Bereits seit 60 Jahren fördert das Bonifatiuswerk die Religiösen Kinderwochen (RKW) in den mittel- und ostdeutschen Diaspora-­Regionen. 2023 wurden dafür 370 500 Euro zur Verfügung gestellt. Auch ­klösterliches Leben kehrte zurück. Zum Beispiel in Helfta in der Lutherstadt Eisleben in Sachsen-­Anhalt, wo seit 1999 wieder Zisterzienserinnen vor Ort sind. In ­Neuzelle entsteht seit 2018 ebenfalls ein neues Kloster auf alten Wurzeln. Es war die erste Klosterneugründung der ­Zisterzienser in Brandenburg seit dem Mittelalter.

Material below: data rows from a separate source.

//! Instruction-set description shared by the semantic analyzer and the
//! compiler.
//!
//! Both consumers work from the same [`InstructionSpec`] table: the analyzer
//! checks operand shapes against it, the compiler builds the runtime
//! instruction from it. Keeping a single table prevents the validation and
//! execution rules from drifting apart.

use bitflags::bitflags;
use parse_display::Display;

use crate::runtime::Condition;

/// Operation width of an instruction or register access
#[derive(Debug, Clone, Copy, PartialEq, Eq, Display)]
pub enum Size {
    #[display("b")]
    Byte,

    #[display("w")]
    Word,

    #[display("l")]
    Long,
}

impl Size {
    /// Number of bytes moved by an access of this size
    #[must_use]
    pub const fn bytes(self) -> u32 {
        match self {
            Size::Byte => 1,
            Size::Word => 2,
            Size::Long => 4,
        }
    }

    /// Mask selecting the low-order bits of this width
    #[must_use]
    pub const fn mask(self) -> u32 {
        match self {
            Size::Byte => 0xFF,
            Size::Word => 0xFFFF,
            Size::Long => 0xFFFF_FFFF,
        }
    }

    /// Sign bit of this width
    #[must_use]
    pub const fn msb(self) -> u32 {
        match self {
            Size::Byte => 0x80,
            Size::Word => 0x8000,
            Size::Long => 0x8000_0000,
        }
    }

    pub(crate) fn from_suffix(suffix: &str) -> Option<Self> {
        match suffix {
            "b" => Some(Size::Byte),
            "w" => Some(Size::Word),
            "l" => Some(Size::Long),
            _ => None,
        }
    }
}

bitflags! {
    /// Set of operand addressing-mode kinds
    ///
    /// Each parsed operand maps to exactly one bit; an instruction operand
    /// slot accepts a union of them.
    #[derive(Debug, Clone, Copy, PartialEq, Eq)]
    pub struct AddressingModeSet: u16 {
        const DATA_REGISTER         = 1 << 0;
        const ADDRESS_REGISTER      = 1 << 1;
        const IMMEDIATE             = 1 << 2;
        const INDIRECT              = 1 << 3;
        const INDIRECT_DISPLACEMENT = 1 << 4;
        const POST_INCREMENT        = 1 << 5;
        const PRE_DECREMENT         = 1 << 6;
        const ABSOLUTE              = 1 << 7;
    }
}

impl AddressingModeSet {
    /// Every addressing mode
    pub const ALL: Self = Self::all();

    /// Anything but an address register or an immediate: operands that can
    /// be written to and hold data
    pub const DATA_ALTERABLE: Self = Self::DATA_REGISTER
        .union(Self::INDIRECT)
        .union(Self::INDIRECT_DISPLACEMENT)
        .union(Self::POST_INCREMENT)
        .union(Self::PRE_DECREMENT)
        .union(Self::ABSOLUTE);

    /// Data-alterable modes plus address registers: anything `move` may
    /// write to
    pub const ALTERABLE: Self = Self::DATA_ALTERABLE.union(Self::ADDRESS_REGISTER);

    /// Every mode that names a memory location usable as a jump/load target
    pub const CONTROL: Self = Self::INDIRECT
        .union(Self::INDIRECT_DISPLACEMENT)
        .union(Self::ABSOLUTE);

    /// Any register
    pub const ANY_REGISTER: Self = Self::DATA_REGISTER.union(Self::ADDRESS_REGISTER);

    /// Everything that yields a plain data value (no address registers)
    pub const DATA: Self = Self::ALL.difference(Self::ADDRESS_REGISTER);

    /// Shift counts and bit numbers: an immediate or a data register
    pub const COUNT: Self = Self::DATA_REGISTER.union(Self::IMMEDIATE);
}

/// Operand and size shape of one mnemonic
#[derive(Debug, Clone, Copy)]
pub struct InstructionSpec {
    /// Accepted addressing modes, one entry per operand slot
    pub operands: &'static [AddressingModeSet],

    /// Sizes an explicit suffix may select; empty means the mnemonic takes
    /// no size suffix at all
    pub sizes: &'static [Size],

    /// Size used when no suffix is written
    pub default_size: Option<Size>,
}

const BWL: &[Size] = &[Size::Byte, Size::Word, Size::Long];
const WL: &[Size] = &[Size::Word, Size::Long];
const W: &[Size] = &[Size::Word];
const L: &[Size] = &[Size::Long];
const B: &[Size] = &[Size::Byte];
const BL: &[Size] = &[Size::Byte, Size::Long];
const UNSIZED: &[Size] = &[];

/// The closed set of recognized mnemonics
///
/// Conditional families (`b<cc>`, `db<cc>`, `s<cc>`) carry their condition,
/// resolved from the mnemonic suffix.
#[derive(Debug, Clone, Copy, PartialEq, Eq)]
pub enum Mnemonic {
    Move,
    Add,
    Sub,
    Adda,
    Suba,
    Neg,
    Ext,
    Clr,
    Mulu,
    Muls,
    Divu,
    Divs,
    Cmp,
    Tst,
    And,
    Or,
    Eor,
    Not,
    Lsl,
    Lsr,
    Asl,
    Asr,
    Rol,
    Ror,
    Btst,
    Bchg,
    Bclr,
    Bset,
    Lea,
    Pea,
    Exg,
    Swap,
    Jmp,
    Jsr,
    Rts,
    Bra,
    Bsr,
    Bcc(Condition),
    Dbcc(Condition),
    Scc(Condition),
    Trap,
}

impl Mnemonic {
    /// Resolve a lowercase mnemonic name
    ///
    /// Fixed names win over the conditional families, so `bsr` is a
    /// subroutine branch and not `b` + an (unknown) `sr` condition.
    #[must_use]
    pub fn resolve(name: &str) -> Option<Self> {
        use Mnemonic as M;

        let fixed = match name {
            "move" => Some(M::Move),
            "add" => Some(M::Add),
            "sub" => Some(M::Sub),
            "adda" => Some(M::Adda),
            "suba" => Some(M::Suba),
            "neg" => Some(M::Neg),
            "ext" => Some(M::Ext),
            "clr" => Some(M::Clr),
            "mulu" => Some(M::Mulu),
            "muls" => Some(M::Muls),
            "divu" => Some(M::Divu),
            "divs" => Some(M::Divs),
            "cmp" => Some(M::Cmp),
            "tst" => Some(M::Tst),
            "and" => Some(M::And),
            "or" => Some(M::Or),
            "eor" => Some(M::Eor),
            "not" => Some(M::Not),
            "lsl" => Some(M::Lsl),
            "lsr" => Some(M::Lsr),
            "asl" => Some(M::Asl),
            "asr" => Some(M::Asr),
            "rol" => Some(M::Rol),
            "ror" => Some(M::Ror),
            "btst" => Some(M::Btst),
            "bchg" => Some(M::Bchg),
            "bclr" => Some(M::Bclr),
            "bset" => Some(M::Bset),
            "lea" => Some(M::Lea),
            "pea" => Some(M::Pea),
            "exg" => Some(M::Exg),
            "swap" => Some(M::Swap),
            "jmp" => Some(M::Jmp),
            "jsr" => Some(M::Jsr),
            "rts" => Some(M::Rts),
            "bra" => Some(M::Bra),
            "bsr" => Some(M::Bsr),
            // dbra is the architecture's alias for dbf
            "dbra" => Some(M::Dbcc(Condition::False)),
            "trap" => Some(M::Trap),
            _ => None,
        };

        if fixed.is_some() {
            return fixed;
        }

        if let Some(suffix) = name.strip_prefix("db") {
            return Condition::from_suffix(suffix).map(M::Dbcc);
        }
        if let Some(suffix) = name.strip_prefix('b') {
            return Condition::from_suffix(suffix).map(M::Bcc);
        }
        if let Some(suffix) = name.strip_prefix('s') {
            return Condition::from_suffix(suffix).map(M::Scc);
        }

        None
    }

    /// Operand and size shape of this mnemonic
    #[must_use]
    pub fn spec(self) -> InstructionSpec {
        use AddressingModeSet as Am;
        use Mnemonic as M;

        let (operands, sizes, default_size): (&[Am], &[Size], Option<Size>) = match self {
            M::Move => (&[Am::ALL, Am::ALTERABLE], BWL, Some(Size::Word)),
            M::Add | M::Sub => (&[Am::ALL, Am::DATA_ALTERABLE], BWL, Some(Size::Word)),
            M::Adda | M::Suba => (&[Am::ALL, Am::ADDRESS_REGISTER], WL, Some(Size::Word)),
            M::Neg | M::Clr | M::Not | M::Tst => (&[Am::DATA_ALTERABLE], BWL, Some(Size::Word)),
            M::Ext => (&[Am::DATA_REGISTER], WL, Some(Size::Word)),
            M::Mulu | M::Muls | M::Divu | M::Divs => (&[Am::DATA, Am::DATA_REGISTER], W, Some(Size::Word)),
            M::Cmp => (&[Am::ALL, Am::ANY_REGISTER], BWL, Some(Size::Word)),
            M::And | M::Or | M::Eor => (&[Am::DATA, Am::DATA_ALTERABLE], BWL, Some(Size::Word)),
            M::Lsl | M::Lsr | M::Asl | M::Asr | M::Rol | M::Ror => {
                (&[Am::COUNT, Am::DATA_REGISTER], BWL, Some(Size::Word))
            }
            M::Btst | M::Bchg | M::Bclr | M::Bset => (&[Am::COUNT, Am::DATA_ALTERABLE], BL, None),
            M::Lea => (&[Am::CONTROL, Am::ADDRESS_REGISTER], L, Some(Size::Long)),
            M::Pea => (&[Am::CONTROL], L, Some(Size::Long)),
            M::Exg => (&[Am::ANY_REGISTER, Am::ANY_REGISTER], L, Some(Size::Long)),
            M::Swap => (&[Am::DATA_REGISTER], W, Some(Size::Word)),
            M::Jmp | M::Jsr => (&[Am::CONTROL], UNSIZED, None),
            M::Rts => (&[], UNSIZED, None),
            M::Bra | M::Bsr | M::Bcc(_) => (&[Am::ABSOLUTE], UNSIZED, None),
            M::Dbcc(_) => (&[Am::DATA_REGISTER, Am::ABSOLUTE], UNSIZED, None),
            M::Scc(_) => (&[Am::DATA_ALTERABLE], B, Some(Size::Byte)),
            M::Trap => (&[Am::IMMEDIATE], UNSIZED, None),
        };

        InstructionSpec {
            operands,
            sizes,
            default_size,
        }
    }
}

#[cfg(test)]
mod tests {
    use pretty_assertions::assert_eq;

    use super::*;

    #[test]
    fn resolve_fixed_mnemonics_test() {
        assert_eq!(Mnemonic::resolve("move"), Some(Mnemonic::Move));
        assert_eq!(Mnemonic::resolve("bsr"), Some(Mnemonic::Bsr));
        assert_eq!(Mnemonic::resolve("bclr"), Some(Mnemonic::Bclr));
        assert_eq!(Mnemonic::resolve("sub"), Some(Mnemonic::Sub));
        assert_eq!(Mnemonic::resolve("frobnicate"), None);
    }

    #[test]
    fn resolve_conditional_families_test() {
        assert_eq!(Mnemonic::resolve("beq"), Some(Mnemonic::Bcc(Condition::Equal)));
        assert_eq!(Mnemonic::resolve("bne"), Some(Mnemonic::Bcc(Condition::NotEqual)));
        assert_eq!(Mnemonic::resolve("blt"), Some(Mnemonic::Bcc(Condition::LessThan)));
        assert_eq!(Mnemonic::resolve("dbra"), Some(Mnemonic::Dbcc(Condition::False)));
        assert_eq!(Mnemonic::resolve("dbeq"), Some(Mnemonic::Dbcc(Condition::Equal)));
        assert_eq!(Mnemonic::resolve("seq"), Some(Mnemonic::Scc(Condition::Equal)));
        assert_eq!(Mnemonic::resolve("bxy"), None);
    }

    #[test]
    fn spec_shapes_test() {
        let spec = Mnemonic::Move.spec();
        assert_eq!(spec.operands.len(), 2);
        assert_eq!(spec.default_size, Some(Size::Word));
        assert!(spec.operands[0].contains(AddressingModeSet::IMMEDIATE));
        // An immediate is not a legal move destination
        assert!(!spec.operands[1].contains(AddressingModeSet::IMMEDIATE));

        let spec = Mnemonic::Rts.spec();
        assert!(spec.operands.is_empty());
        assert!(spec.sizes.is_empty());

        let spec = Mnemonic::Adda.spec();
        assert_eq!(spec.operands[1], AddressingModeSet::ADDRESS_REGISTER);
        assert_eq!(spec.sizes, WL);
    }

    #[test]
    fn size_arithmetic_test() {
        assert_eq!(Size::Byte.mask(), 0xFF);
        assert_eq!(Size::Word.msb(), 0x8000);
        assert_eq!(Size::Long.bytes(), 4);
        assert_eq!(Size::from_suffix("w"), Some(Size::Word));
        assert_eq!(Size::from_suffix("q"), None);
    }
}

Und in Leipzig? Die zweite Kirche der Propstei­gemeinde St. Trinitatis wies bereits 1983, also ein Jahr nach der Weihe, Baumängel auf, die im Laufe der kommenden Jahre immer gravierender wurden. Eine Sanierung hätte die finanziellen Möglichkeiten der Gemeinde bei Weitem überschritten. 2008 begann die Planung für einen Neubau. 2015 wurde die neue Kirche geweiht – in Sichtweite des Ortes, an dem die erste Trinitatiskirche gestanden hatte und in unmittelbarer Nachbarschaft zum Neuen Rathaus. Es ist der größte Kirchenneubau nach 1990 in Ostdeutschland. Die Stadt Leipzig und die Propsteigemeinde zählen zu den Gewinnern der Wiedervereinigung. Die ostdeutsche Stadt ist zwar tiefe Diaspora; weniger als vier Prozent der mehr als 600 000 Einwohner sind katholisch, nicht einmal jeder fünfte Leipziger bekennt sich zu einer Religion.

Eine boomende Messestadt

Die Gemeinde St. Trinitatis aber, die Hauptgemeinde der Stadt, ist jung. Der Altersdurchschnitt liegt bei knapp unter 40 Jahren. Aktuell zählt die Gemeinde etwa 4 500 Mitglieder. Die boomende Messestadt zieht junge Familien aus Ost und West an, unter ihnen viele Katholiken. Und dank der Spenderinnen und Spender des Bonifatiuswerkes konnte das katholische Hilfswerk auch den dritten Kirchenneubau in Leipzig unterstützen – und zwar mit zweckgebundenen Spenden von 2,7 Millionen Euro und weiteren 1,5 Millionen Euro aus der Bauhilfe. Darüber hinaus wurde am 8. Februar 2009 bundesweit in allen katholischen Sonntagsgottesdiensten für den Kirchenneubau gesammelt. So kamen zusätzlich 2,2 Millionen Euro zusammen. Monsignore Georg Austen kann sich noch gut an die Weihe erinnern, die ein sehr emotionaler Moment gewesen sei: „Das ist ein großes Zeichen der Hoffnung und der Zukunft gewesen. Und für unsere Kirche. Der Neubau ist sehr wertvoll und zukunftsweisend. Mich beeindruckt vor allem die klare und edle Einfachheit.“

Hintergrund

2024 feiert das Bonifatiuswerk drei Geburtstage: Vor 50 Jahren wurde das Fördergebiet um Nordeuropa erweitert. Vor 75 Jahren ist die Verkehrshilfe ins Leben gerufen worden. Und vor 175 Jahren wurde das Bonifatiuswerk in Regensburg gegründet. Als „Hilfswerk für den Glauben“ stellt es sich in die Tradition seiner Gründer, die den „Bonifacius-­Verein für die kirchliche Mission in Deutschland“ 1849 gegründet haben. Das Hilfswerk unterstützt Katholiken dort, wo sie in einer extremen Minderheitensituation ihren Glauben leben, und fördert Projekte in Deutschland, Nordeuropa und dem ­Baltikum.